In C#, multithreading is the ability of a central processing unit (CPU), or a single-core or multi-core processor, to execute multiple threads concurrently. This allows the program to perform multiple tasks simultaneously, making the program more efficient and responsive.
Table of Contents
- 1 What is Multithreading in C#?
- 2 Advantages to using multithreading in C#
- 3 Synchronous and asynchronous programming in C#
- 4 Pictorial representation of synchronous processing
- 5 Synchronous and asynchronous programming example:
- 6 What is Thread?
- 7 Types of Threads in C#
- 8 How to Use Multi-Threading With Tasks in C#?
- 9 Why Task? Why not Thread?
- 10 FAQ
- 10.1 Q: What is the difference between a thread and a process in C#?
- 10.2 Q: What is Semaphore in multithreading?
- 10.3 Q: How can we create a Thread in C#?
- 10.4 Q: What is the significance of thread join and thread isAlive methods in multithreading?
- 10.5 Q: Under what circumstances should you use multithreading?
- 11 Conclusion:
What is Multithreading in C#?
Multi-threading is a process that contains multiple threads in a single process. Here, each thread performs a different task. For example, we have a class with two different methods. Multithreading lets each method run in a separate thread. So the major advantage of multithreading is that it executes multiple tasks simultaneously.

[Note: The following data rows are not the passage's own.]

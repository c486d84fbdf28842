//! Model manager with auto-download functionality

use crate::error::VisionError;
use sha2::{Digest, Sha256};
use std::fs;
use std::path::PathBuf;
use std::sync::Arc;
use tracing::{info, warn};
use vitrine_core::config::ModelConfig;

const MAX_MODEL_SIZE: u64 = 2_000_000_000; // 2GB max
const MIN_MODEL_SIZE: usize = 1024;
const DOWNLOAD_TIMEOUT_SECS: u64 = 3600;

/// Locates model files and downloads the missing ones.
pub struct ModelManager {
    config: Arc<ModelConfig>,
}

impl ModelManager {
    pub fn new(config: Arc<ModelConfig>) -> Self {
        Self { config }
    }

    /// Ensure model directory exists
    pub fn ensure_model_dir(&self) -> Result<PathBuf, VisionError> {
        let model_dir = &self.config.model_dir;
        if !model_dir.exists() {
            fs::create_dir_all(model_dir)?;
            info!("Created model directory: {:?}", model_dir);
        }
        Ok(model_dir.clone())
    }

    /// Return the path of `model_name`, downloading it from `url` when it is
    /// missing and a URL is known.
    pub async fn ensure_model(
        &self,
        model_name: &str,
        url: Option<&str>,
        checksum: Option<&str>,
    ) -> Result<PathBuf, VisionError> {
        if model_name.is_empty() || model_name.len() > 255 {
            return Err(VisionError::Model("Invalid model name".to_string()));
        }
        if model_name.contains("..") || model_name.contains('/') || model_name.contains('\\') {
            return Err(VisionError::Model("Model name contains invalid characters".to_string()));
        }

        let model_path = self.config.model_dir.join(model_name);
        if model_path.exists() {
            info!("Model {} found at {:?}", model_name, model_path);
            return Ok(model_path);
        }

        let url = url.ok_or_else(|| {
            VisionError::Model(format!(
                "Model {} missing from {:?} and no download URL configured",
                model_name, self.config.model_dir
            ))
        })?;
        if url.is_empty() || url.len() > 2048 {
            return Err(VisionError::Model("Invalid URL".to_string()));
        }
        if !url.starts_with("https://") {
            return Err(VisionError::Model("Only HTTPS URLs are allowed for model downloads".to_string()));
        }

        self.ensure_model_dir()?;
        let bytes = download(url).await?;

        match checksum {
            Some(expected) if !expected.is_empty() => {
                verify_checksum(&bytes, expected)?;
                info!("Verified checksum for model {}", model_name);
            }
            _ => warn!(
                "Downloaded {} bytes for model {} (checksum verification skipped)",
                bytes.len(),
                model_name
            ),
        }

        // Write to a temp file first, then rename
        let temp_path = model_path.with_extension("tmp");
        fs::write(&temp_path, &bytes)?;
        if let Err(e) = fs::rename(&temp_path, &model_path) {
            let _ = fs::remove_file(&temp_path);
            return Err(VisionError::Io(e));
        }

        info!("Model {} saved to {:?}", model_name, model_path);
        Ok(model_path)
    }

    /// Get detector model path, downloading if needed
    pub async fn get_detector_model(&self) -> Result<PathBuf, VisionError> {
        self.ensure_model(
            &self.config.detector_file,
            self.config.detector_url.as_deref(),
            self.config.detector_sha256.as_deref(),
        )
        .await
    }

    /// Get embedder model path, downloading if needed
    pub async fn get_embedder_model(&self) -> Result<PathBuf, VisionError> {
        self.ensure_model(
            &self.config.embedder_file,
            self.config.embedder_url.as_deref(),
            self.config.embedder_sha256.as_deref(),
        )
        .await
    }
}

async fn download(url: &str) -> Result<Vec<u8>, VisionError> {
    info!("Downloading model from {}", url);

    let client = reqwest::Client::builder()
        .timeout(std::time::Duration::from_secs(DOWNLOAD_TIMEOUT_SECS))
        .build()?;
    let mut response = client.get(url).send().await?;

    if !response.status().is_success() {
        return Err(VisionError::Model(format!(
            "Failed to download model: HTTP {}",
            response.status()
        )));
    }
    if let Some(content_length) = response.content_length() {
        if content_length > MAX_MODEL_SIZE {
            return Err(VisionError::Model(format!(
                "Model too large: {} bytes (max {} bytes)",
                content_length, MAX_MODEL_SIZE
            )));
        }
    }

    let mut bytes = Vec::new();
    while let Some(chunk) = response.chunk().await? {
        bytes.extend_from_slice(&chunk);
        if bytes.len() as u64 > MAX_MODEL_SIZE {
            return Err(VisionError::Model(format!(
                "Downloaded model too large (max {} bytes)",
                MAX_MODEL_SIZE
            )));
        }
    }

    if bytes.len() < MIN_MODEL_SIZE {
        return Err(VisionError::Model("Downloaded file too small, likely corrupted".to_string()));
    }
    Ok(bytes)
}

/// Compare the SHA-256 of `bytes` with a hex digest.
pub fn verify_checksum(bytes: &[u8], expected: &str) -> Result<(), VisionError> {
    let mut hasher = Sha256::new();
    hasher.update(bytes);
    let computed = hex::encode(hasher.finalize());

    if computed.eq_ignore_ascii_case(expected.trim()) {
        Ok(())
    } else {
        Err(VisionError::Model(format!(
            "Checksum mismatch: expected {}, got {}",
            expected, computed
        )))
    }
}

#[cfg(test)]
mod tests {
    use super::*;
    use tempfile::TempDir;

    fn manager_in(dir: &TempDir) -> ModelManager {
        let config = ModelConfig {
            model_dir: dir.path().join("models"),
            ..ModelConfig::default()
        };
        ModelManager::new(Arc::new(config))
    }

    #[tokio::test]
    async fn test_ensure_model_dir_is_idempotent() {
        let temp_dir = TempDir::new().unwrap();
        let manager = manager_in(&temp_dir);

        let dir = manager.ensure_model_dir().unwrap();
        assert!(dir.exists());
        assert!(manager.ensure_model_dir().is_ok());
    }

    #[tokio::test]
    async fn test_ensure_model_invalid_name() {
        let temp_dir = TempDir::new().unwrap();
        let manager = manager_in(&temp_dir);
        let url = Some("https://example.com/model.onnx");

        assert!(manager.ensure_model("", url, None).await.is_err());
        assert!(manager.ensure_model("../evil", url, None).await.is_err());
        assert!(manager.ensure_model("model/name", url, None).await.is_err());
    }

    #[tokio::test]
    async fn test_ensure_model_invalid_url() {
        let temp_dir = TempDir::new().unwrap();
        let manager = manager_in(&temp_dir);

        assert!(manager.ensure_model("model.onnx", Some(""), None).await.is_err());
        assert!(manager
            .ensure_model("model.onnx", Some("http://example.com/model.onnx"), None)
            .await
            .is_err());
        assert!(manager.ensure_model("model.onnx", None, None).await.is_err());
    }

    #[tokio::test]
    async fn test_existing_model_is_not_downloaded() {
        let temp_dir = TempDir::new().unwrap();
        let manager = manager_in(&temp_dir);
        let dir = manager.ensure_model_dir().unwrap();
        fs::write(dir.join("yolov8x.onnx"), b"onnx").unwrap();

        let path = manager.get_detector_model().await.unwrap();
        assert_eq!(path, dir.join("yolov8x.onnx"));
    }

    #[test]
    fn test_verify_checksum() {
        // sha256("abc")
        let digest = "ba7816bf8f01cfea414140de5dae2223b00361a396177a9cb410ff61f20015ad";
        assert!(verify_checksum(b"abc", digest).is_ok());
        assert!(verify_checksum(b"abc", &digest.to_uppercase()).is_ok());
        assert!(verify_checksum(b"abd", digest).is_err());
    }
}
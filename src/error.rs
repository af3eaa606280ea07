use axum::{
    response::{IntoResponse, Response},
    http::StatusCode,
};

use crate::api::response;

#[derive(Debug, thiserror::Error)]
pub enum AppError {
    #[error("Invalid URL: {0}")]
    ValidationError(String),

    #[error("Failed to fetch content: {0}")]
    FetchError(String),

    #[error("{0}")]
    ContentError(String),

    #[error("Summarization failed: {0}")]
    ModelError(String),

    #[error("Configuration error: {0}")]
    ConfigError(String),
}

impl AppError {
    /// Stable identifier used in API responses and logs.
    pub fn kind(&self) -> &'static str {
        match self {
            AppError::ValidationError(_) => "validation_error",
            AppError::FetchError(_) => "fetch_error",
            AppError::ContentError(_) => "content_error",
            AppError::ModelError(_) => "model_error",
            AppError::ConfigError(_) => "config_error",
        }
    }

    pub fn status_code(&self) -> StatusCode {
        match self {
            AppError::ValidationError(_) => StatusCode::BAD_REQUEST,
            AppError::FetchError(_) => StatusCode::BAD_GATEWAY,
            AppError::ContentError(_) => StatusCode::UNPROCESSABLE_ENTITY,
            AppError::ModelError(_) => StatusCode::BAD_GATEWAY,
            AppError::ConfigError(_) => StatusCode::INTERNAL_SERVER_ERROR,
        }
    }
}

impl IntoResponse for AppError {
    fn into_response(self) -> Response {
        response::failure(&self).into_response()
    }
}

impl From<reqwest::Error> for AppError {
    fn from(err: reqwest::Error) -> Self {
        if err.is_timeout() {
            AppError::FetchError(format!("request timed out: {}", err))
        } else if err.is_connect() {
            AppError::FetchError(format!("connection failed: {}", err))
        } else {
            AppError::FetchError(err.to_string())
        }
    }
}

pub type Result<T> = std::result::Result<T, AppError>;
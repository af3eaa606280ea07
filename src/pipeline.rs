//! Request orchestration: validate, extract, check, summarize.
//!
//! Every request runs the stages in order and stops at the first failure.
//! Nothing is shared between requests apart from the two injected
//! collaborators, which hold no per-request state.

use std::fmt;
use std::sync::Arc;

use tracing::{info, warn};

use crate::config::Config;
use crate::error::{AppError, Result};
use crate::extractor::{Extractor, HttpFetcher, PageFetcher};
use crate::llm::{ChatCompletionsModel, ModelCapability};
use crate::summarizer::{Summarizer, Summary};

/// Extracted text shorter than this (after trimming) is not worth summarizing.
pub const MIN_CONTENT_CHARS: usize = 100;

pub const MARKDOWN_MIME: &str = "text/markdown";

const FILE_SLUG_CHARS: usize = 20;

#[derive(Debug, Clone, Copy, PartialEq, Eq)]
pub enum Stage {
    ValidatingUrl,
    Fetching,
    Extracted,
    Summarizing,
    Done,
}

impl Stage {
    pub fn status_message(&self) -> &'static str {
        match self {
            Stage::ValidatingUrl => "Validating URL...",
            Stage::Fetching => "Fetching web content...",
            Stage::Extracted => "Content extracted",
            Stage::Summarizing => "Analyzing content and generating detailed summary...",
            Stage::Done => "Detailed summary generated successfully!",
        }
    }
}

impl fmt::Display for Stage {
    fn fmt(&self, f: &mut fmt::Formatter<'_>) -> fmt::Result {
        f.write_str(self.status_message())
    }
}

/// Rejects anything that is not an `http://` or `https://` URL.
///
/// The scheme check runs on `url` as given, so leading whitespace fails it.
pub fn validate_url(url: &str) -> Result<()> {
    if url.trim().is_empty() {
        return Err(AppError::ValidationError("Please enter a valid URL to summarize".to_string()));
    }
    if !(url.starts_with("http://") || url.starts_with("https://")) {
        return Err(AppError::ValidationError(
            "Please enter a valid URL starting with http:// or https://".to_string(),
        ));
    }
    Ok(())
}

/// File name offered for downloading the summary of `url`.
pub fn download_file_name(url: &str) -> String {
    let segment = url.rsplit('/').next().unwrap_or_default();
    let slug: String = segment
        .chars()
        .take(FILE_SLUG_CHARS)
        .map(|c| match c {
            '"' | '\\' => '_',
            c if c.is_control() || !c.is_ascii() => '_',
            c => c,
        })
        .collect();
    format!("summary_{}.md", slug)
}

#[derive(Clone)]
pub struct Pipeline {
    extractor: Extractor,
    summarizer: Summarizer,
}

impl Pipeline {
    pub fn new(fetcher: Arc<dyn PageFetcher>, model: Arc<dyn ModelCapability>) -> Self {
        Pipeline {
            extractor: Extractor::new(fetcher),
            summarizer: Summarizer::new(model),
        }
    }

    /// Wires the HTTP fetcher and the chat completions model from `config`.
    pub fn from_config(config: &Config) -> Result<Self> {
        let fetcher = HttpFetcher::new(&config.fetch)?;
        let model = ChatCompletionsModel::new(config.model.clone())?;
        Ok(Pipeline::new(Arc::new(fetcher), Arc::new(model)))
    }

    pub async fn run(&self, url: &str) -> Result<Summary> {
        let result = self.run_stages(url).await;
        if let Err(err) = &result {
            warn!(url, kind = err.kind(), error = %err, "summarization request failed");
        }
        result
    }

    async fn run_stages(&self, url: &str) -> Result<Summary> {
        enter(Stage::ValidatingUrl, url);
        validate_url(url)?;

        enter(Stage::Fetching, url);
        let text = self.extractor.extract(url).await?;

        enter(Stage::Extracted, url);
        if text.as_str().trim().chars().count() < MIN_CONTENT_CHARS {
            return Err(AppError::ContentError("Insufficient content found".to_string()));
        }

        enter(Stage::Summarizing, url);
        let summary = self.summarizer.summarize(text.as_str()).await?;

        enter(Stage::Done, url);
        Ok(summary)
    }
}

fn enter(stage: Stage, url: &str) {
    info!(url, stage = ?stage, "{}", stage);
}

C# Multithreading Example:
Here is an example of how to create a multithreaded program in C# using the System.Threading
namespace:
using System;
using System.Threading;
namespace MultithreadingExample
{
class Program
{
static void Main(string[] args)
{
// Create a new thread
Thread thread = new Thread(ThreadMethod);
// Start the thread
thread.Start();
// Main thread will loop 10 times
for (int i = 0; i < 10; i++)
{
Console.WriteLine("Main thread: " + i);
Thread.Sleep(1000);
}
// Wait for the thread to finish
thread.Join();
Console.ReadKey();
}
static void ThreadMethod()
{
// Thread will loop 5 times
for (int i = 0; i < 5; i++)
{
Console.WriteLine("Thread 1: " + i);
Thread.Sleep(1000);
}
}
}
}
In the above code example, we create a new thread using the Thread
class and the ThreadMethod
method as the thread’s entry point. We then start the thread using the Start method. The main thread then loops 10 times, printing out a message and sleeping for 1 second for each iteration. Meanwhile, the new thread executes the ThreadMethod
method, which also loops 5 times and prints out a message. Finally, the main thread waits for the new thread to finish using the Join
method.
Once we run the program, the output would be something like this:
Main thread: 0
Thread 1: 0
Main thread: 1
Thread 1: 1
Thread 1: 2
Main thread: 2
Main thread: 3
Thread 1: 3
Thread 1: 4
Main thread: 4
Main thread: 5
Main thread: 6
Main thread: 7
Main thread: 8
Main thread: 9
As you can see, the main thread and the new thread are executing concurrently, with each thread printing out a message every second.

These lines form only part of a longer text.